Василий Петрович весь превратился в недоумение.
– Потому что не могут же на самом деле размыть постель волны, достигающие только восьми футов высоты. Наше море не океан, да и там такие молы, как наш, выдерживают; а у нас на двух с лишним саженях глубины, где кончается постель, почти что мертвая тишина. Слушай, Василий Петрович, как дела делаются. Весною, после осенних и зимних непогод, мы собираемся и ставим вопрос: сколько в этом году размыло постели? Берем чертежи и отмечаем. Ну, и пишем, куда следует: размыло, дескать, бурями столько-то и столько-то кубических сажен начатых работ. Оттуда отвечают: стройте, чините, черт с вами! Ну, мы и чиним.
– Да что ж вы чините-то?
– Да карманы себе чиним, – сострил Кудряшов и сам рассмеялся своей остроте.
– Нет, это невозможно! невозможно! – закричал Василий Петрович, вскакивая со стула и бегая по комнате. – Слушай, Кудряшов, ведь ты губишь себя… Не говоря о безнравственности… Я просто хочу сказать, что вас всех поймают на этом, и ты погибнешь, по Владимирке пойдешь. Боже, боже, вот они, надежды, упования! Способный и честный юноша – и вдруг…
Василий Петрович вошел в экстаз и говорил долго и горячо. Но Кудряшов совершенно спокойно курил сигару и посматривал на расходившегося друга.
– Да, ты, наверно, пойдешь по Владимирке! – закончил Василий Петрович свою филиппику.
– До Владимирки, друг мой, очень далеко. Чудной ты человек, я посмотрю: ничего-то ты не понимаешь. Разве я один. . . как бы это повежливее сказать… приобретаю? Все вокруг, самый воздух – и тот, кажется, тащит. Недавно явился к нам один новенький и стал было по части честности корреспонденции писать. Что ж? Прикрыли… И всегда прикроем. Все за одного, один за всех. Ты думаешь, что человек сам себе враг? Кто ж решится меня тронуть, когда через это самое может пошатнуться?

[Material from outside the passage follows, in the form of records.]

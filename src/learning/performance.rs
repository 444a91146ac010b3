//! Element-performance aggregation over the trailing window.

use std::collections::{HashMap, HashSet};

use crate::store::outreach::{EngagementRow, TaggedOutreachRow};
use crate::store::patterns::ElementPerformanceRow;
use crate::types::Sentiment;

/// Aggregation period label for the trailing window.
pub const PERIOD_30D: &str = "30d";

/// Confidence saturates around this sample size.
const CONFIDENCE_SATURATION: f64 = 500.0;

/// Engagement outcomes folded per outreach event.
#[derive(Debug, Clone, Copy, Default)]
pub struct Outcomes {
    /// Any open.
    pub opened: bool,
    /// Any reply.
    pub replied: bool,
    /// Any positive reply.
    pub positive_reply: bool,
    /// Any bounce.
    pub bounced: bool,
    /// Any unsubscribe.
    pub unsubscribed: bool,
}

/// Fold engagement rows into per-outreach outcomes.
pub fn outcomes_by_outreach(engagements: &[EngagementRow]) -> HashMap<i64, Outcomes> {
    let mut map: HashMap<i64, Outcomes> = HashMap::new();
    for row in engagements {
        let entry = map.entry(row.outreach_event_id).or_default();
        match row.event_type.as_str() {
            "open" => entry.opened = true,
            "reply" => {
                entry.replied = true;
                if row.sentiment == Some(Sentiment::Positive) {
                    entry.positive_reply = true;
                }
            }
            "positive_reply" | "meeting_booked" => {
                entry.replied = true;
                entry.positive_reply = true;
            }
            "bounce" => entry.bounced = true,
            "unsubscribe" => entry.unsubscribed = true,
            _ => {}
        }
    }
    map
}

/// Sample-size confidence, saturating around 500 sends.
pub fn confidence_for_sample(sample: usize) -> f64 {
    #[allow(clippy::cast_precision_loss)]
    let n = sample as f64;
    (n / CONFIDENCE_SATURATION).sqrt().min(1.0)
}

/// Compute per-(element, value) aggregates from tagged outreach and
/// engagement outcomes.
pub fn compute_element_performance(
    tagged: &[TaggedOutreachRow],
    outcomes: &HashMap<i64, Outcomes>,
) -> Vec<ElementPerformanceRow> {
    // Outreach ids per element.
    let mut by_element: HashMap<(String, String), HashSet<i64>> = HashMap::new();
    for row in tagged {
        by_element
            .entry((row.tag.element_type.clone(), row.tag.element_value.clone()))
            .or_default()
            .insert(row.outreach_id);
    }

    let mut rows: Vec<ElementPerformanceRow> = by_element
        .into_iter()
        .map(|((element_type, element_value), outreach_ids)| {
            let sample = outreach_ids.len();
            let mut opened = 0usize;
            let mut replied = 0usize;
            let mut positive = 0usize;
            let mut bounced = 0usize;
            let mut unsubscribed = 0usize;
            for id in &outreach_ids {
                let Some(outcome) = outcomes.get(id) else { continue };
                opened = opened.saturating_add(usize::from(outcome.opened));
                replied = replied.saturating_add(usize::from(outcome.replied));
                positive = positive.saturating_add(usize::from(outcome.positive_reply));
                bounced = bounced.saturating_add(usize::from(outcome.bounced));
                unsubscribed = unsubscribed.saturating_add(usize::from(outcome.unsubscribed));
            }
            ElementPerformanceRow {
                element_type,
                element_value,
                scope: serde_json::json!({}),
                period: PERIOD_30D.to_owned(),
                times_used: i64::try_from(sample).unwrap_or(i64::MAX),
                open_rate: rate(opened, sample),
                reply_rate: rate(replied, sample),
                positive_reply_rate: rate(positive, sample),
                bounce_rate: rate(bounced, sample),
                unsubscribe_rate: rate(unsubscribed, sample),
                confidence: confidence_for_sample(sample),
            }
        })
        .collect();
    rows.sort_by(|a, b| {
        (a.element_type.as_str(), a.element_value.as_str())
            .cmp(&(b.element_type.as_str(), b.element_value.as_str()))
    });
    rows
}

/// Tenant-wide baseline rates over the window.
#[derive(Debug, Clone, Copy, Default)]
pub struct BaselineRates {
    /// Distinct sends in the window.
    pub sends: usize,
    /// Opens / sends.
    pub open_rate: f64,
    /// Replies / sends.
    pub reply_rate: f64,
    /// Positive replies / sends.
    pub positive_reply_rate: f64,
}

/// Compute tenant-wide baseline rates from the window's tagged sends.
pub fn compute_baseline(
    tagged: &[TaggedOutreachRow],
    outcomes: &HashMap<i64, Outcomes>,
) -> BaselineRates {
    let sends: HashSet<i64> = tagged.iter().map(|r| r.outreach_id).collect();
    let total = sends.len();
    let mut opened = 0usize;
    let mut replied = 0usize;
    let mut positive = 0usize;
    for id in &sends {
        let Some(outcome) = outcomes.get(id) else { continue };
        opened = opened.saturating_add(usize::from(outcome.opened));
        replied = replied.saturating_add(usize::from(outcome.replied));
        positive = positive.saturating_add(usize::from(outcome.positive_reply));
    }
    BaselineRates {
        sends: total,
        open_rate: rate(opened, total),
        reply_rate: rate(replied, total),
        positive_reply_rate: rate(positive, total),
    }
}

fn rate(count: usize, total: usize) -> f64 {
    if total == 0 {
        return 0.0;
    }
    #[allow(clippy::cast_precision_loss)]
    let value = count as f64 / total as f64;
    value
}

– Стало быть, как сказал Крылов, рыльце-то у всех в пушку?
– В пушку, в пушку. Все берут с жизни, что могут, а не относятся к ней платонически… О чем, бишь, мы начали говорить? Да, о том, кого я обижаю. Скажи, кого? Низшую братию, что ли? Ну, чем? Ведь я черпаю не прямо из источника, а беру готовое, что уж взято, и если не достанется мне, то, может быть, кому-нибудь и похуже. По крайней мере, я не по-свински живу, есть кое-какие и духовные интересы: выписываю кучу газет, журналов. Кричат о науке, о цивилизации, а к чему бы эта цивилизация прилагалась, если бы не мы, люди со средствами? И кто бы давал науке возможность двигаться вперед, как не люди со средствами? А их нужно откуда-нибудь взять. Так называемыми честными путями…

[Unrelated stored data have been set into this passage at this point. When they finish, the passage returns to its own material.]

impl Store {
    /// Create the orchestration state for a lead unless one already
    /// exists. Returns the state and whether it was created — at most one
    /// OrchestrationState ever exists per lead.
    ///
    /// # Errors
    ///
    /// Returns [`StoreError::Database`] on query failure.
    pub async fn create_orchestration_if_absent(
        &self,
        tenant_id: i64,
        lead_id: i64,
        sequence_id: i64,
        campaign_id: i64,
        mode: CampaignMode,
        email_total: u32,
        linkedin_total: u32,
    ) -> Result<(OrchestrationState, bool), StoreError> {
        let insert = sqlx::query(
            "INSERT INTO orchestration_states \
             (tenant_id, lead_id, sequence_id, campaign_id, mode, \
              email_step_total, linkedin_step_total) \
             VALUES (?1, ?2, ?3, ?4, ?5, ?6, ?7)",
        )
        .bind(tenant_id)
        .bind(lead_id)
        .bind(sequence_id)
        .bind(campaign_id)
        .bind(mode.as_str())
        .bind(i64::from(email_total))
        .bind(i64::from(linkedin_total))
        .execute(self.pool())
        .await;

        let created = match insert {
            Ok(_) => true,
            Err(err) if StoreError::is_unique_violation(&err) => false,
            Err(err) => return Err(err.into()),
        };

        let state = self
            .get_orchestration_by_lead(tenant_id, lead_id)
            .await?
            .ok_or(StoreError::NotFound {
                entity: "orchestration_state",
                id: lead_id,
            })?;
        Ok((state, created))
    }

    /// Fetch the orchestration state for a lead, if deployed.
    ///
    /// # Errors
    ///
    /// Returns [`StoreError::Database`] on query failure.
    pub async fn get_orchestration_by_lead(
        &self,
        tenant_id: i64,
        lead_id: i64,
    ) -> Result<Option<OrchestrationState>, StoreError> {
        let row =
            sqlx::query("SELECT * FROM orchestration_states WHERE tenant_id = ?1 AND lead_id = ?2")
                .bind(tenant_id)
                .bind(lead_id)
                .fetch_optional(self.pool())
                .await?;
        row.as_ref().map(state_from_row).transpose()
    }

    /// Persist a mutated orchestration state under optimistic locking.
    /// The caller's `state.version` must match the stored row; the write
    /// bumps it by one.
    ///
    /// # Errors
    ///
    /// Returns [`StoreError::Conflict`] when the version check fails.
    pub async fn save_orchestration(&self, state: &OrchestrationState) -> Result<(), StoreError> {
        let result = sqlx::query(
            "UPDATE orchestration_states SET \
             email_step_current = ?1, email_step_total = ?2, email_started = ?3, \
             email_paused = ?4, email_completed = ?5, last_email_sent_at = ?6, \
             next_email_scheduled_at = ?7, \
             linkedin_step_current = ?8, linkedin_step_total = ?9, linkedin_started = ?10, \
             linkedin_paused = ?11, linkedin_completed = ?12, last_linkedin_sent_at = ?13, \
             next_linkedin_scheduled_at = ?14, \
             linkedin_connected = ?15, linkedin_connected_at = ?16, linkedin_replied = ?17, \
             linkedin_reply_sentiment = ?18, email_opened = ?19, email_opened_count = ?20, \
             email_clicked = ?21, email_replied = ?22, email_reply_sentiment = ?23, \
             status = ?24, waiting_for = ?25, waiting_since = ?26, waiting_timeout_at = ?27, \
             stop_reason = ?28, version = version + 1, updated_at = datetime('now') \
             WHERE id = ?29 AND version = ?30",
        )
        .bind(i64::from(state.email.step_current))
        .bind(i64::from(state.email.step_total))
        .bind(i64::from(state.email.started))
        .bind(i64::from(state.email.paused))
        .bind(i64::from(state.email.completed))
        .bind(state.email.last_sent_at.map(ts))
        .bind(state.email.next_scheduled_at.map(ts))
        .bind(i64::from(state.linkedin.step_current))
        .bind(i64::from(state.linkedin.step_total))
        .bind(i64::from(state.linkedin.started))
        .bind(i64::from(state.linkedin.paused))
        .bind(i64::from(state.linkedin.completed))
        .bind(state.linkedin.last_sent_at.map(ts))
        .bind(state.linkedin.next_scheduled_at.map(ts))
        .bind(i64::from(state.signals.linkedin_connected))
        .bind(state.signals.linkedin_connected_at.map(ts))
        .bind(i64::from(state.signals.linkedin_replied))
        .bind(state.signals.linkedin_reply_sentiment.map(|s| s.as_str()))
        .bind(i64::from(state.signals.email_opened))
        .bind(i64::from(state.signals.email_opened_count))
        .bind(i64::from(state.signals.email_clicked))
        .bind(i64::from(state.signals.email_replied))
        .bind(state.signals.email_reply_sentiment.map(|s| s.as_str()))
        .bind(state.status.as_str())
        .bind(&state.waiting_for)
        .bind(state.waiting_since.map(ts))
        .bind(state.waiting_timeout_at.map(ts))
        .bind(&state.stop_reason)
        .bind(state.id)
        .bind(state.version)
        .execute(self.pool())
        .await?;

        if result.rows_affected() == 0 {
            return Err(StoreError::Conflict {
                entity: "orchestration_state",
            });
        }
        Ok(())
    }

    /// Apply one event outcome atomically: the incoming event row, the
    /// optimistic state save, and the decision rows commit together.
    ///
    /// Returns `false` without writing anything when the incoming row's
    /// (lead, event_type, step, source_event) key already exists — the
    /// at-least-once duplicate is dropped before any side effect runs.
    ///
    /// # Errors
    ///
    /// Returns [`StoreError::Conflict`] when the state version check
    /// fails (the transaction rolls back).
    pub async fn apply_orchestration_outcome(
        &self,
        state: &OrchestrationState,
        incoming: &NewOrchestrationEvent,
        decisions: &[NewOrchestrationEvent],
    ) -> Result<bool, StoreError> {
        let mut tx = self.pool().begin().await?;

        let inserted = sqlx::query(
            "INSERT OR IGNORE INTO orchestration_events \
             (tenant_id, lead_id, sequence_id, event_type, channel, step_number, \
              data, decision, reason, source_event_id) \
             VALUES (?1, ?2, ?3, ?4, ?5, ?6, ?7, ?8, ?9, ?10)",
        )
        .bind(incoming.tenant_id)
        .bind(incoming.lead_id)
        .bind(incoming.sequence_id)
        .bind(&incoming.event_type)
        .bind(incoming.channel.as_str())
        .bind(i64::from(incoming.step_number))
        .bind(incoming.data.to_string())
        .bind(&incoming.decision)
        .bind(&incoming.reason)
        .bind(&incoming.source_event_id)
        .execute(&mut *tx)
        .await?;
        if inserted.rows_affected() == 0 {
            tx.rollback().await?;
            return Ok(false);
        }

        let saved = sqlx::query(
            "UPDATE orchestration_states SET \
             email_step_current = ?1, email_step_total = ?2, email_started = ?3, \
             email_paused = ?4, email_completed = ?5, last_email_sent_at = ?6, \
             next_email_scheduled_at = ?7, \
             linkedin_step_current = ?8, linkedin_step_total = ?9, linkedin_started = ?10, \
             linkedin_paused = ?11, linkedin_completed = ?12, last_linkedin_sent_at = ?13, \
             next_linkedin_scheduled_at = ?14, \
             linkedin_connected = ?15, linkedin_connected_at = ?16, linkedin_replied = ?17, \
             linkedin_reply_sentiment = ?18, email_opened = ?19, email_opened_count = ?20, \
             email_clicked = ?21, email_replied = ?22, email_reply_sentiment = ?23, \
             status = ?24, waiting_for = ?25, waiting_since = ?26, waiting_timeout_at = ?27, \
             stop_reason = ?28, version = version + 1, updated_at = datetime('now') \
             WHERE id = ?29 AND version = ?30",
        )
        .bind(i64::from(state.email.step_current))
        .bind(i64::from(state.email.step_total))
        .bind(i64::from(state.email.started))
        .bind(i64::from(state.email.paused))
        .bind(i64::from(state.email.completed))
        .bind(state.email.last_sent_at.map(ts))
        .bind(state.email.next_scheduled_at.map(ts))
        .bind(i64::from(state.linkedin.step_current))
        .bind(i64::from(state.linkedin.step_total))
        .bind(i64::from(state.linkedin.started))
        .bind(i64::from(state.linkedin.paused))
        .bind(i64::from(state.linkedin.completed))
        .bind(state.linkedin.last_sent_at.map(ts))
        .bind(state.linkedin.next_scheduled_at.map(ts))
        .bind(i64::from(state.signals.linkedin_connected))
        .bind(state.signals.linkedin_connected_at.map(ts))
        .bind(i64::from(state.signals.linkedin_replied))
        .bind(state.signals.linkedin_reply_sentiment.map(|s| s.as_str()))
        .bind(i64::from(state.signals.email_opened))
        .bind(i64::from(state.signals.email_opened_count))
        .bind(i64::from(state.signals.email_clicked))
        .bind(i64::from(state.signals.email_replied))
        .bind(state.signals.email_reply_sentiment.map(|s| s.as_str()))
        .bind(state.status.as_str())
        .bind(&state.waiting_for)
        .bind(state.waiting_since.map(ts))
        .bind(state.waiting_timeout_at.map(ts))
        .bind(&state.stop_reason)
        .bind(state.id)
        .bind(state.version)
        .execute(&mut *tx)
        .await?;
        if saved.rows_affected() == 0 {
            tx.rollback().await?;
            return Err(StoreError::Conflict {
                entity: "orchestration_state",
            });
        }

        for event in decisions {
            sqlx::query(
                "INSERT OR IGNORE INTO orchestration_events \
                 (tenant_id, lead_id, sequence_id, event_type, channel, step_number, \
                  data, decision, reason, source_event_id) \
                 VALUES (?1, ?2, ?3, ?4, ?5, ?6, ?7, ?8, ?9, ?10)",
            )
            .bind(event.tenant_id)
            .bind(event.lead_id)
            .bind(event.sequence_id)
            .bind(&event.event_type)
            .bind(event.channel.as_str())
            .bind(i64::from(event.step_number))
            .bind(event.data.to_string())
            .bind(&event.decision)
            .bind(&event.reason)
            .bind(&event.source_event_id)
            .execute(&mut *tx)
            .await?;
        }

        tx.commit().await?;
        Ok(true)
    }

    /// Append an orchestration event. Returns `false` when the
    /// (lead, event_type, step, source_event) key was already present —
    /// the at-least-once duplicate is dropped.
    ///
    /// # Errors
    ///
    /// Returns [`StoreError::Database`] on query failure.
    pub async fn append_orchestration_event(
        &self,
        event: &NewOrchestrationEvent,
    ) -> Result<bool, StoreError> {
        let result = sqlx::query(
            "INSERT OR IGNORE INTO orchestration_events \
             (tenant_id, lead_id, sequence_id, event_type, channel, step_number, \
              data, decision, reason, source_event_id) \
             VALUES (?1, ?2, ?3, ?4, ?5, ?6, ?7, ?8, ?9, ?10)",
        )
        .bind(event.tenant_id)
        .bind(event.lead_id)
        .bind(event.sequence_id)
        .bind(&event.event_type)
        .bind(event.channel.as_str())
        .bind(i64::from(event.step_number))
        .bind(event.data.to_string())
        .bind(&event.decision)
        .bind(&event.reason)
        .bind(&event.source_event_id)
        .execute(self.pool())
        .await?;
        Ok(result.rows_affected() > 0)
    }

    /// Orchestration events for a lead, oldest first.
    ///
    /// # Errors
    ///
    /// Returns [`StoreError::Database`] on query failure.
    pub async fn list_orchestration_events(
        &self,
        tenant_id: i64,
        lead_id: i64,
    ) -> Result<Vec<OrchestrationEventRow>, StoreError> {
        let rows = sqlx::query(
            "SELECT * FROM orchestration_events WHERE tenant_id = ?1 AND lead_id = ?2 \
             ORDER BY id",
        )
        .bind(tenant_id)
        .bind(lead_id)
        .fetch_all(self.pool())
        .await?;

        rows.iter()
            .map(|row| {
                let channel: &str = row.try_get("channel")?;
                let step: i64 = row.try_get("step_number")?;
                let data: &str = row.try_get("data")?;
                Ok(OrchestrationEventRow {
                    id: row.try_get("id")?,
                    tenant_id: row.try_get("tenant_id")?,
                    lead_id: row.try_get("lead_id")?,
                    sequence_id: row.try_get("sequence_id")?,
                    event_type: row.try_get("event_type")?,
                    channel: Channel::parse(channel)?,
                    step_number: u32::try_from(step).unwrap_or(0),
                    data: serde_json::from_str(data)?,
                    decision: row.try_get("decision")?,
                    reason: row.try_get("reason")?,
                    source_event_id: row.try_get("source_event_id")?,
                })
            })
            .collect()
    }
}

– Ах, не доканчивай, не говори ты хоть последнего слова, Николай Константиныч!
– Слова? Что ж, лучше было бы, кривая твоя душа, если бы я стал врать, оправдываться? Воруем, слышишь ли ты? Да если правду-то говорить, то и ты теперь воруешь.
– Послушай, Кудряшов…
– Нечего мне тебя слушать, – сказал со смехом Кудряшов. – Ты таки, брат, грабитель, под личиною добродетели. Ну, что это за занятие твое – учительство? Разве ты уплатишь своим трудом даже те гроши, что тебе теперь платят? Приготовишь ли ты хоть одного порядочного человека? Три четверти из твоих воспитанников выйдут такие же, как я, а одна четверть такими, как ты, то есть благонамеренной размазнею. Ну, не даром ли ты берешь деньги, скажи откровенно? И далеко ли ты ушел от меня? А тоже храбрится, честность проповедует!
– Кудряшов! Поверь, что мне чрезвычайно тяжел этот разговор.
– А мне – нисколько.
– Я не ожидал встретить в тебе то, что встретил.
– Немудрено; люди изменяются, и я изменился, а в какую сторону – ты угадать не мог: не пророк ведь.
– Не нужно быть пророком, чтобы надеяться, что честный юноша сделается честным гражданином.
– Ах, оставь, не говори ты мне этого слова. Честный гражданин! И откуда, из какого учебника ты эту архивность вытащил? Пора бы перестать сентиментальничать: не мальчик ведь… Знаешь что, Вася, – при этом Кудряшов взял Василия Петровича за руку, – будь другом, бросим этот проклятый вопрос. Лучше выпьем по-товарищески. Иван Павлыч! Дай, брат, бутылочку вот этого.
Иван Павлыч немедленно явился с новой бутылкой. Кудряшов налил стаканы.
– Ну, выпьем за процветание… чего бы это? Ну, все равно: за наше с тобой процветание.
– Пью, – сказал Василий Петрович с чувством, – за то, чтобы ты опомнился. Это мое сильнейшее желание.